++++ EXTRACTED RECORDS

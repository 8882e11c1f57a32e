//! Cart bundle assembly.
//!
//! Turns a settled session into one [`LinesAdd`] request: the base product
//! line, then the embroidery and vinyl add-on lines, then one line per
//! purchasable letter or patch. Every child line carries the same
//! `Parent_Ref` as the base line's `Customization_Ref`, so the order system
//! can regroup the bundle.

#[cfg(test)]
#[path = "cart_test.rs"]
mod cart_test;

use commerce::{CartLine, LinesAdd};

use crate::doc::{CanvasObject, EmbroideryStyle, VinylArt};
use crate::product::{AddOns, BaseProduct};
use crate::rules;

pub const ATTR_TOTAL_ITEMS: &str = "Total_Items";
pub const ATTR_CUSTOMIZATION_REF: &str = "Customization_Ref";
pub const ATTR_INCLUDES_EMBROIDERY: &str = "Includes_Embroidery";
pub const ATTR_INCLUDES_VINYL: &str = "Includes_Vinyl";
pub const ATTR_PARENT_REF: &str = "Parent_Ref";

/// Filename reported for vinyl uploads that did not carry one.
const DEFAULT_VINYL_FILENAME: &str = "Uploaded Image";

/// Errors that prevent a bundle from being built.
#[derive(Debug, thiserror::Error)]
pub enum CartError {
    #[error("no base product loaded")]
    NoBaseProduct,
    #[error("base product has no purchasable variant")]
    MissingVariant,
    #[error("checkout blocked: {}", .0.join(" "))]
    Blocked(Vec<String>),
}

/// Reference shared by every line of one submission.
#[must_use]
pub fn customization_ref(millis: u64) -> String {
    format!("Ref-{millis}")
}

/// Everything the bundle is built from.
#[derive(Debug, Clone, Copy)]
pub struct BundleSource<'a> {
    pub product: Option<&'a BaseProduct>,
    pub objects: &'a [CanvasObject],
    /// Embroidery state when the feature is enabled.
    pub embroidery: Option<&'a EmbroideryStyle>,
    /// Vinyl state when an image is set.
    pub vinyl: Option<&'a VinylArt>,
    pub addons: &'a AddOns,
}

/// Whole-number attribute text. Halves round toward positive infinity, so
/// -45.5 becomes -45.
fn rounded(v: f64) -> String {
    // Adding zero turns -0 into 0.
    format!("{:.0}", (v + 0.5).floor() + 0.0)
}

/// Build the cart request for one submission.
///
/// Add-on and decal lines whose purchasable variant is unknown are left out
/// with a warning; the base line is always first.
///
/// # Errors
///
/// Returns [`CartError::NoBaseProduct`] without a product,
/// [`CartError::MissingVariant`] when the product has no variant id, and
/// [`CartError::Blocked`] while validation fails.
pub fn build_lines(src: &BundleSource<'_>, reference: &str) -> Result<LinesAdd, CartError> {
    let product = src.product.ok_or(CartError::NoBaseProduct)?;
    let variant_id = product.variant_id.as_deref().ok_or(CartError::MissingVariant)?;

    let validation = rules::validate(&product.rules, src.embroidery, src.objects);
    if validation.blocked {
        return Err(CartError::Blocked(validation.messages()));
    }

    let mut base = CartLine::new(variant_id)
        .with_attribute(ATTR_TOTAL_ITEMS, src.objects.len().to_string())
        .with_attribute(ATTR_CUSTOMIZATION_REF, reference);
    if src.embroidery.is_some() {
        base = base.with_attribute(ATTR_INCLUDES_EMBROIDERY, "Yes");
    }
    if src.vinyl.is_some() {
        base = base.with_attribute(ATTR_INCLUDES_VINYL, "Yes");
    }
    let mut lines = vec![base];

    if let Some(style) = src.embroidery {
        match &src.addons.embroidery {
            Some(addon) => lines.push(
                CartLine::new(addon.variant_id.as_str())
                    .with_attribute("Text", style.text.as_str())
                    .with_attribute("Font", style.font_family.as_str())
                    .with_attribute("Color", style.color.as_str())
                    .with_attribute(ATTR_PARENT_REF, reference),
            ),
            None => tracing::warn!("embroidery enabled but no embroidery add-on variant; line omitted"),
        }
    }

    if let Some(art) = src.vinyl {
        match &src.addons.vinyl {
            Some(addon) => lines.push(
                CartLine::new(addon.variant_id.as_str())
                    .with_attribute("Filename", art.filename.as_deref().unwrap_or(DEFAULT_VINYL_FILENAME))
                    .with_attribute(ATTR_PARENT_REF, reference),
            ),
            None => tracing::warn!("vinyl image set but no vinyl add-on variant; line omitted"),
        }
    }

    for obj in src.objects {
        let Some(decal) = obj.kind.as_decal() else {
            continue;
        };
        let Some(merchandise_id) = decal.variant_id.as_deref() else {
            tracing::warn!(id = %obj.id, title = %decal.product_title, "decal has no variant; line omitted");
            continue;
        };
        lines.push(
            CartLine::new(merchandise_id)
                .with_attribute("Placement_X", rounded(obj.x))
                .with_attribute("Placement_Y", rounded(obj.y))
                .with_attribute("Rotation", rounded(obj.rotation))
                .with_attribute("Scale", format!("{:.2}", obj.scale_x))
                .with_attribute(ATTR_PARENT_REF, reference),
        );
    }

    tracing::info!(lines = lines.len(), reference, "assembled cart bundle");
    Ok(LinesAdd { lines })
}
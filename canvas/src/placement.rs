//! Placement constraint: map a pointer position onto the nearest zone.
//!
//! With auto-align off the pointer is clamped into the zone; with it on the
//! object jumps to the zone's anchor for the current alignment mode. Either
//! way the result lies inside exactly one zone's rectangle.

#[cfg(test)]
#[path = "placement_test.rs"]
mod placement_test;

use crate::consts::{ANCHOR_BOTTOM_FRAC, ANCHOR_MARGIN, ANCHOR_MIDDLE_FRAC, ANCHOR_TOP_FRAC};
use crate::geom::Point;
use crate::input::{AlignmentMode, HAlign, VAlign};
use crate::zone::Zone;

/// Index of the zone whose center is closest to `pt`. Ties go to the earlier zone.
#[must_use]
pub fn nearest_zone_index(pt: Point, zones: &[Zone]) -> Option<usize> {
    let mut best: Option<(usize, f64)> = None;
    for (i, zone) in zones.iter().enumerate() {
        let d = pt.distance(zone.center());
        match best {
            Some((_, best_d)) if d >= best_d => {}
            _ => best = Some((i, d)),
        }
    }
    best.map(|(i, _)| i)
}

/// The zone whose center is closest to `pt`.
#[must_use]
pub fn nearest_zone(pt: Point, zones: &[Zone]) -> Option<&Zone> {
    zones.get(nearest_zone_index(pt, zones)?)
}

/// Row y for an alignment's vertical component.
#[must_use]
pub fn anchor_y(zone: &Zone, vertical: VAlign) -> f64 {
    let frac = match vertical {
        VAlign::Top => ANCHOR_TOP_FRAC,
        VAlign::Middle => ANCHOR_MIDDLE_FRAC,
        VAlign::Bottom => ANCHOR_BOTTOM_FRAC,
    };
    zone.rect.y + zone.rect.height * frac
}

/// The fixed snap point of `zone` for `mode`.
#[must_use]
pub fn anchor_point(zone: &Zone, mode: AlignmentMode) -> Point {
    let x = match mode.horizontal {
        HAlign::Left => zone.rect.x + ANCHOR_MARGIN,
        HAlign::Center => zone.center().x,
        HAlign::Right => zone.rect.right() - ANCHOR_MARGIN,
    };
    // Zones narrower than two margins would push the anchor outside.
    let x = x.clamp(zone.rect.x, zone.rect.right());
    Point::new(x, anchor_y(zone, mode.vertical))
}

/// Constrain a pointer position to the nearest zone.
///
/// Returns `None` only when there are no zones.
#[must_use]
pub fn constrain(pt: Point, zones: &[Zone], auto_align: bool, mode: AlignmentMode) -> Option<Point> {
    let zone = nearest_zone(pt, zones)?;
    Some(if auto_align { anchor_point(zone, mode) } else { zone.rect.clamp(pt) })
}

++++++++
++++ EXTRACTED RECORDS

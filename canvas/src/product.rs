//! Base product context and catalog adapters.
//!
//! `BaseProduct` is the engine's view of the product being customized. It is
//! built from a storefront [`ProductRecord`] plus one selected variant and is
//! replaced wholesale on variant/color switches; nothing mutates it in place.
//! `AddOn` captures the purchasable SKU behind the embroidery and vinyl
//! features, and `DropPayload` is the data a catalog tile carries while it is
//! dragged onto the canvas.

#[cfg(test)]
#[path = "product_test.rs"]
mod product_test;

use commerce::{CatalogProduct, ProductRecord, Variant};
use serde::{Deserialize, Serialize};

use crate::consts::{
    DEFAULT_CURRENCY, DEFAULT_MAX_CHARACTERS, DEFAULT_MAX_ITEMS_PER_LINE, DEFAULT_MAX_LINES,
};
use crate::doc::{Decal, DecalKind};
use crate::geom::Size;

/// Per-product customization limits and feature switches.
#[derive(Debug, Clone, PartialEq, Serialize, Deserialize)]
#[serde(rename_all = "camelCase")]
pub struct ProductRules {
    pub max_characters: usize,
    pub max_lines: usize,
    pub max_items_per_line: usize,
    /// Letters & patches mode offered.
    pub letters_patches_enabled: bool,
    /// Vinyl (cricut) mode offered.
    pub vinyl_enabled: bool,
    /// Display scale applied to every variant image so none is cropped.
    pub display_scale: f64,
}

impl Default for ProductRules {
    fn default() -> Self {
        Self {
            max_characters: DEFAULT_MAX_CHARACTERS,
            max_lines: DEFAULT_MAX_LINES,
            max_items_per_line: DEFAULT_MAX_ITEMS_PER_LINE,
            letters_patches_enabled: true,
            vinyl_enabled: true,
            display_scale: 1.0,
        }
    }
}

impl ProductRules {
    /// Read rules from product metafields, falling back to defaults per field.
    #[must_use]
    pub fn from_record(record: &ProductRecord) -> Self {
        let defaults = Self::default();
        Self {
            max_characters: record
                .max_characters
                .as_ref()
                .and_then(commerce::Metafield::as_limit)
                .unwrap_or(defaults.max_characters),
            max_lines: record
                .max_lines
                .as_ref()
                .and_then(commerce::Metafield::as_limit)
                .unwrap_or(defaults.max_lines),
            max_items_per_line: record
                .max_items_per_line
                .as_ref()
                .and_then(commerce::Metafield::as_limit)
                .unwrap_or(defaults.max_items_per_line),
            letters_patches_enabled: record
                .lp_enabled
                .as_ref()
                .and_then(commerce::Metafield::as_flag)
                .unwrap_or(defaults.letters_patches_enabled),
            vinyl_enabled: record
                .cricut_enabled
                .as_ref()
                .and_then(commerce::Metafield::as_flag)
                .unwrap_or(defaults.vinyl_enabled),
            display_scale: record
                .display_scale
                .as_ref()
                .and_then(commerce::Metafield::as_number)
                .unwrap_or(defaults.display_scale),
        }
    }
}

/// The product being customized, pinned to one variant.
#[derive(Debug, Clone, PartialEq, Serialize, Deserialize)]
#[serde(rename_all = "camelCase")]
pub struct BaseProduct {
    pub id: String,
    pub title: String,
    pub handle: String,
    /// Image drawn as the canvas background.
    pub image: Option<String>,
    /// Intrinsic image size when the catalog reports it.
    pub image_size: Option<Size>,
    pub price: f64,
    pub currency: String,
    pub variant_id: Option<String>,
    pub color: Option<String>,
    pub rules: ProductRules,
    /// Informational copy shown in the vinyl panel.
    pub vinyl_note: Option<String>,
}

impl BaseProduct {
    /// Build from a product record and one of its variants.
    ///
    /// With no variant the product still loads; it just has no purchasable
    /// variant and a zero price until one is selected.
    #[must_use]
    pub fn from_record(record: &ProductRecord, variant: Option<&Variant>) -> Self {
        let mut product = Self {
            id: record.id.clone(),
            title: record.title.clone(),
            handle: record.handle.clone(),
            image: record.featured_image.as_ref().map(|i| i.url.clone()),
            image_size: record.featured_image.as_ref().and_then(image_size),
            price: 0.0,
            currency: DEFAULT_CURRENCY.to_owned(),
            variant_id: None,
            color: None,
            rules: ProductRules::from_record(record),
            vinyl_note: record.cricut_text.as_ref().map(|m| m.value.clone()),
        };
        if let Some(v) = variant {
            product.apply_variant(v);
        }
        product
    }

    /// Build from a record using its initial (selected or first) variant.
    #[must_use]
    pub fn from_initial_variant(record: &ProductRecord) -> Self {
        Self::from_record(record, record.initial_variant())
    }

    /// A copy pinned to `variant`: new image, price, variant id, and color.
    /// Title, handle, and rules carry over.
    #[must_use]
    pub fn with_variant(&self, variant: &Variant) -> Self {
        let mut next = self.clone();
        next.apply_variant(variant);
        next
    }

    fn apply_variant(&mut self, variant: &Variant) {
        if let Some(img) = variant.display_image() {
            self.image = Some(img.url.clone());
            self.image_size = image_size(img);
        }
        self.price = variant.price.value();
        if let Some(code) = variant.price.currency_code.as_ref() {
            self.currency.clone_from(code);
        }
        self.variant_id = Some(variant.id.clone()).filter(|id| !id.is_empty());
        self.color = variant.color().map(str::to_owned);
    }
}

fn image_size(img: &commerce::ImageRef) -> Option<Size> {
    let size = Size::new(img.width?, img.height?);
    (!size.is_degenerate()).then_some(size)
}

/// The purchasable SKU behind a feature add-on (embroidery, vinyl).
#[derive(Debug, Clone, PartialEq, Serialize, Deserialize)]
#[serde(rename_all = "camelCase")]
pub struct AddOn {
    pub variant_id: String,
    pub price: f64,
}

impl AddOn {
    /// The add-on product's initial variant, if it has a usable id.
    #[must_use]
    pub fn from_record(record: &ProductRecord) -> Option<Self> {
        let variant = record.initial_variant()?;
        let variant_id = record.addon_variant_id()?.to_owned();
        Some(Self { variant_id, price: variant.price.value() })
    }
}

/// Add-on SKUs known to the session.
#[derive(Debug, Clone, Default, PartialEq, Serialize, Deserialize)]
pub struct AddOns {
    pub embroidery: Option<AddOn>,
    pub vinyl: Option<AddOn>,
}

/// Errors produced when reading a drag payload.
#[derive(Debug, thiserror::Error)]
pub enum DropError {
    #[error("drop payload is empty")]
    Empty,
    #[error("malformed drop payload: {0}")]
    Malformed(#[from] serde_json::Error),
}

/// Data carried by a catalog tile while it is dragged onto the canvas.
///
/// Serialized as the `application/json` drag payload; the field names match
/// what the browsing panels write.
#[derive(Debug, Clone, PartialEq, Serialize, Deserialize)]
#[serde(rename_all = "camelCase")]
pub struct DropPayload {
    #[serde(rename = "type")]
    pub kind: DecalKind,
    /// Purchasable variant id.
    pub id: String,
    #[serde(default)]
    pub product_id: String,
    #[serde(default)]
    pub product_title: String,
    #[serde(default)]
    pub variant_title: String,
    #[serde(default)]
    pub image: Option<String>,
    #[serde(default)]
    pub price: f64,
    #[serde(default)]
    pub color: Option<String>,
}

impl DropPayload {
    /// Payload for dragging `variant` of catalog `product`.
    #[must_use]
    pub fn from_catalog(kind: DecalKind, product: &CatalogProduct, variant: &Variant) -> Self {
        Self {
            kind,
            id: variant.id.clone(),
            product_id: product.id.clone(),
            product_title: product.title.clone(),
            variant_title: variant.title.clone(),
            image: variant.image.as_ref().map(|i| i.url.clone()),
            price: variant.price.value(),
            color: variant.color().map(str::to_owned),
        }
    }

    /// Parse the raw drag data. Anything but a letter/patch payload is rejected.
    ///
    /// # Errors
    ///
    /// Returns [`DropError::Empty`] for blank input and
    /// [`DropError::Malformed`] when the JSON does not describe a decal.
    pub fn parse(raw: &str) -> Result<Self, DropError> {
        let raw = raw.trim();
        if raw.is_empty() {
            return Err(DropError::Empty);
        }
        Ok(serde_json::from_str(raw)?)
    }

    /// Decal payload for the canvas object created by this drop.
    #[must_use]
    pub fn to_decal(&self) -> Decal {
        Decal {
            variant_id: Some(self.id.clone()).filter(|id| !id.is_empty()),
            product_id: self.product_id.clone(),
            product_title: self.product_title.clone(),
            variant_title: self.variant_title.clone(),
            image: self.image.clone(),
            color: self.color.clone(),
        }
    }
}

++++++++

Find all the lines with "built" in the data and copy them.

■ EXERCISE RESULT ■
/// Errors that prevent a bundle from being built.
/// Everything the bundle is built from.
//! built from a storefront [`ProductRecord`] plus one selected variant and is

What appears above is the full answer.